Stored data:
━━━

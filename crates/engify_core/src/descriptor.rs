use crate::dom::{NodeId, TextRange};

/// Where the captured text lives and how to find it again.
#[derive(Debug, Clone, PartialEq, Eq)]
pub enum SelectionKind {
    /// Character offsets into an `input`/`textarea` value; `start < end`.
    PlainField { start: usize, end: usize },
    /// A range inside an editable region.
    RichRegion { range: TextRange },
}

/// Anchor used to place the affordance.
#[derive(Debug, Clone, PartialEq, Eq)]
pub enum PositionRef {
    Element(NodeId),
    Range(TextRange),
}

/// Captured record of a user selection, sufficient to replace it later.
///
/// `element` is a plain handle: the node may be detached from the document at
/// any time, and the descriptor never keeps it alive.
#[derive(Debug, Clone, PartialEq, Eq)]
pub struct SelectionDescriptor {
    text: String,
    element: NodeId,
    kind: SelectionKind,
}

impl SelectionDescriptor {
    /// Returns `None` unless `start < end` and `text` is non-blank.
    pub fn plain_field(
        text: impl Into<String>,
        element: NodeId,
        start: usize,
        end: usize,
    ) -> Option<Self> {
        let text = text.into();
        if start >= end || text.trim().is_empty() {
            return None;
        }
        Some(Self {
            text,
            element,
            kind: SelectionKind::PlainField { start, end },
        })
    }

    /// Returns `None` for a collapsed range or blank text.
    pub fn rich_region(text: impl Into<String>, element: NodeId, range: TextRange) -> Option<Self> {
        let text = text.into();
        if range.is_collapsed() || text.trim().is_empty() {
            return None;
        }
        Some(Self {
            text,
            element,
            kind: SelectionKind::RichRegion { range },
        })
    }

    pub fn text(&self) -> &str {
        &self.text
    }

    pub fn element(&self) -> NodeId {
        self.element
    }

    pub fn kind(&self) -> &SelectionKind {
        &self.kind
    }

    pub fn position_ref(&self) -> PositionRef {
        match &self.kind {
            SelectionKind::PlainField { .. } => PositionRef::Element(self.element),
            SelectionKind::RichRegion { range } => PositionRef::Range(*range),
        }
    }
}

━━━

What you are asked to do: Work out how many lines in the records above contain the word "start", and give only that number.

Written reply: 6